Ozone treatment also increased ammonia–N concentrations by 14% and production of branched-chain VFAs, indicating enhanced protein degradation and amino acid deamination, processes that provide growth factors essential for cellulolytic bacteria [51,52]. Despite these changes, ruminal pH remained stable and within the optimal physiological range for rumen function (6.0 to 7.0) [53], indicating that ozone treatment enhanced rumen fermentability of artichoke wastes without compromising ruminal stability.

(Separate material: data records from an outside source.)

//! 定期校正
//!
//! 前若干个解真实评估并作为训练数据；之后用选定的模型估计，每估计 `compute_counter` 个解进行一轮校正：
//! 真实评估本轮的部分解，估计误差超过 `epsilon` 的目标把真实值加入训练表。预算或时间用到 90% 之后全部真实评估。

use super::{Core, Gate};
use crate::comparators::DominanceComparator;
use crate::config::{CorrectionSample, ScheduleConfig};
use crate::interfaces::消息;
use crate::problems::Problem;
use crate::solution::{Solution, SolutionSet};
use crate::Error;

#[derive(Debug, Clone)]
pub struct Schedule {
    config: ScheduleConfig,
    counter: usize,
    round: SolutionSet,
}

impl Schedule {
    pub fn new(config: ScheduleConfig) -> Self {
        let counter = config.compute_counter;
        Self {
            config,
            counter,
            round: SolutionSet::default(),
        }
    }

    /// 本轮还能估计的解的个数
    pub fn counter(&self) -> usize {
        self.counter
    }

    fn out_of_time<P: Problem>(&self, core: &mut Core<'_, P>) -> bool {
        match self.config.time_budget_minutes {
            Some(minutes) if core.elapsed_minutes() >= super::FINAL_PHASE * minutes => {
                core.announce_final_phase();
                true
            }
            _ => false,
        }
    }

    /// 本轮中要真实评估的解的序号
    fn picks(&self, round: &SolutionSet) -> Result<Vec<usize>, Error> {
        let last = round.len() - 1;
        let picks = match self.config.correction {
            CorrectionSample::Last => vec![last],
            CorrectionSample::Best => {
                let best = round.best_index(&DominanceComparator)?;
                vec![best.unwrap_or(last)]
            }
            CorrectionSample::Percent(p) => {
                let step = ((100.0 / p).round() as usize).max(1);
                (0..round.len()).step_by(step).collect()
            }
        };
        Ok(picks)
    }

    /// 当前解是本轮最后一个，就地评估；本轮较早的解在副本上评估
    fn correct<P: Problem>(
        &self,
        core: &mut Core<'_, P>,
        round: &SolutionSet,
        current: &mut Solution,
    ) -> Result<(), Error> {
        let last = round.len() - 1;
        let picks = self.picks(round)?;
        let mut updated_rows = 0;
        for index in &picks {
            let estimate = round[*index].objectives().to_vec();
            if *index == last {
                core.real(current)?;
                updated_rows += core.correct(&estimate, current, self.config.epsilon)?;
            } else {
                let mut copy = round[*index].clone();
                core.real(&mut copy)?;
                updated_rows += core.correct(&estimate, &copy, self.config.epsilon)?;
            }
        }
        core.发送(消息::CorrectionRound {
            evaluations: core.call(),
            corrected: picks.len(),
            updated_rows,
        });
        Ok(())
    }
}

impl Gate for Schedule {
    fn evaluate<P: Problem>(&mut self, core: &mut Core<'_, P>, solution: &mut Solution) -> Result<(), Error> {
        if core.in_final_phase() || self.out_of_time(core) {
            return core.real(solution);
        }
        let call = core.call();
        if call <= self.config.initial_solutions {
            core.real(solution)?;
            core.fill(solution)?;
            if call == self.config.initial_solutions {
                core.发送(消息::BootstrapComplete {
                    evaluations: call,
                    rows: core.rows(),
                });
            }
            return Ok(());
        }
        let model = self.config.model;
        core.estimate(|_| model, solution)?;
        self.round.push(solution.clone())?;
        self.counter -= 1;
        if self.counter == 0 {
            // 校正失败时下一轮照常开始
            self.counter = self.config.compute_counter;
            let round = std::mem::take(&mut self.round);
            self.correct(core, &round, solution)?;
        }
        Ok(())
    }
}

#[cfg(test)]
mod tests {
    use super::*;
    use crate::config::{PolicyConfig, SurrogateConfig};
    use crate::evaluators::tests::{candidate, Identity};
    use crate::evaluators::{Evaluator, Policy, SurrogateEvaluator};
    use crate::interfaces::Recorder;
    use crate::solution::EvaluationState;

    fn evaluator<'a>(
        config: ScheduleConfig,
        max_evaluations: usize,
        recorder: &'a Recorder,
    ) -> SurrogateEvaluator<'a, Identity> {
        let config = SurrogateConfig::new(PolicyConfig::Schedule(config));
        SurrogateEvaluator::new(Identity::default(), &config, max_evaluations, recorder).unwrap()
    }

    #[test]
    fn best_correction_uses_dominance_best_estimate() {
        let recorder = Recorder::default();
        let config = ScheduleConfig {
            initial_solutions: 2,
            compute_counter: 3,
            epsilon: 0.0,
            correction: CorrectionSample::Best,
            ..Default::default()
        };
        let mut evaluator = evaluator(config, 1000, &recorder);
        let mut set: SolutionSet = [0.0, 1.0, 0.9, 0.2, 0.5]
            .iter()
            .map(|x| candidate(*x))
            .collect();
        evaluator.evaluate_all(&mut set).unwrap();
        // 本轮估计值最小的是 0.2，它不是当前解，所以在副本上评估
        assert_eq!(evaluator.real_evaluations(), 3);
        assert_eq!(evaluator.real_solutions()[2].variables(), &[0.2]);
        assert_eq!(set[3].state(), EvaluationState::Estimated);
        assert_eq!(set[4].state(), EvaluationState::Estimated);
        assert_eq!(
            recorder.count(|m| matches!(m, 消息::CorrectionRound { corrected: 1, .. })),
            1
        );
    }

    #[test]
    fn percent_correction_samples_round() {
        let recorder = Recorder::default();
        let config = ScheduleConfig {
            initial_solutions: 2,
            compute_counter: 4,
            epsilon: 10.0,
            correction: CorrectionSample::Percent(50.0),
            ..Default::default()
        };
        let mut evaluator = evaluator(config, 1000, &recorder);
        let mut set: SolutionSet = [0.0, 1.0, 0.1, 0.2, 0.3, 0.4]
            .iter()
            .map(|x| candidate(*x))
            .collect();
        evaluator.evaluate_all(&mut set).unwrap();
        // 每隔两个取一个：本轮的第 0 和第 2 个
        assert_eq!(evaluator.real_evaluations(), 4);
        let corrected: Vec<f64> = evaluator.real_solutions().iter().skip(2).map(|s| s.variables()[0]).collect();
        assert_eq!(corrected, vec![0.1, 0.3]);
        // 误差都没有超过 epsilon，训练表不变
        assert!(evaluator.surrogates().iter().all(|s| s.train_set().len() == 2));
    }

    #[test]
    fn time_budget_forces_real_evaluation() {
        let recorder = Recorder::default();
        let config = ScheduleConfig {
            initial_solutions: 2,
            time_budget_minutes: Some(1e-6),
            ..Default::default()
        };
        let mut evaluator = evaluator(config, 1000, &recorder);
        std::thread::sleep(std::time::Duration::from_millis(5));
        for i in 0..10 {
            let mut solution = candidate(i as f64 / 10.0);
            evaluator.evaluate(&mut solution).unwrap();
            assert!(solution.is_real());
        }
        assert_eq!(recorder.count(|m| matches!(m, 消息::FinalPhase { .. })), 1);
    }

    /// 第 `fail_on` 次真实评估时失败
    struct FailsOnce {
        inner: Identity,
        fail_on: usize,
        real_calls: usize,
    }

    impl Problem for FailsOnce {
        fn name(&self) -> &str {
            "fails-once"
        }

        fn number_of_variables(&self) -> usize {
            1
        }

        fn number_of_objectives(&self) -> usize {
            2
        }

        fn lower_bound(&self, _index: usize) -> f64 {
            0.0
        }

        fn upper_bound(&self, _index: usize) -> f64 {
            1.0
        }

        fn evaluate(&mut self, variables: &[f64]) -> Result<Vec<f64>, Error> {
            self.real_calls += 1;
            if self.real_calls == self.fail_on {
                return Err(Error::RealEvaluation("模拟器超时".to_string()));
            }
            self.inner.evaluate(variables)
        }
    }

    #[test]
    fn failed_correction_starts_a_fresh_round() {
        let problem = FailsOnce {
            inner: Identity::default(),
            fail_on: 3,
            real_calls: 0,
        };
        let config = SurrogateConfig::new(PolicyConfig::Schedule(ScheduleConfig {
            initial_solutions: 2,
            compute_counter: 2,
            ..Default::default()
        }));
        let recorder = Recorder::default();
        let mut evaluator = SurrogateEvaluator::new(problem, &config, 1000, &recorder).unwrap();
        let mut results = Vec::new();
        for x in [0.0, 1.0, 0.3, 0.6, 0.4, 0.7] {
            let mut solution = candidate(x);
            let result = evaluator.evaluate(&mut solution);
            results.push(result.map(|_| solution.state()));
        }
        assert_eq!(
            results,
            vec![
                Ok(EvaluationState::Real),
                Ok(EvaluationState::Real),
                Ok(EvaluationState::Estimated),
                Err(Error::RealEvaluation("模拟器超时".to_string())),
                Ok(EvaluationState::Estimated),
                Ok(EvaluationState::Real),
            ]
        );
        let Policy::Schedule(schedule) = evaluator.policy() else {
            panic!("策略应为定期校正");
        };
        assert_eq!(schedule.counter(), 2);
        assert_eq!(evaluator.real_evaluations(), 3);
        assert_eq!(recorder.count(|m| matches!(m, 消息::CorrectionRound { .. })), 1);
    }
}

By contrast, treatment of artichoke wastes with EFEs alone had no effect on chemical composition or ruminal fermentation. This limited efficacy is consistent with previous studies on lignin-rich substrates such as extracted olive cake, where high lignin content hinders EFE efficiency [23]. However, when EFEs were applied after ozone pretreatment, NDF content of artichoke wastes was further reduced (−7%) and ADF (−5%), while their NFC content increased by 21% compared to artichoke wastes treated only by ozone. Consistent with our findings, previous studies proved that ozone pretreatment has been shown to enhance enzymatic saccharification of bagasse and straw [54] and to increase hydrolysis yields in wheat and rye straws [55] due to the ability of ozone pretreatment to disrupt lignin and increase substrate porosity, creating new hydrolysis sites that accelerate and improve the ability of EFE to hydrolyze polysaccharides [54]. These improvements stimulated ruminal microbial activity beyond that achieved with ozone treatment alone, increasing bacterial counts by 21% and enhancing fibrolytic enzyme activity (xylanase by 11%, endoglucanase by 10%), and led to higher ruminal fermentation and degradation efficiency of artichoke wastes, with potential gas production increasing by 13%, DMD by 8%, NDFD by 7%, and VFA production by 6%. Notably, the VFA profile remained stable, indicating that the synergistic treatment enhanced ruminal fermentability and degradability of artichoke wastes without disrupting ruminal fermentation balance. Although this dual process caused a modest reduction in ruminal pH compared to untreated controls, values remained within the normal physiological range [53], confirming that ruminal health was not compromised.

5. Conclusions

Ozone pretreatment improved the nutritional and fermentative value of artichoke wastes, enhancing microbial activity, enzyme function, and fiber degradability. EFEs alone were ineffective, but their application following ozone pretreatment further boosted ruminal fermentation. This combined approach provides a practical strategy to valorize artichoke wastes as a cost-effective feed resource, contributing to waste reduction and circular bioeconomy goals. Future in vivo studies are warranted to confirm these findings and evaluate their impact on animal performance and health.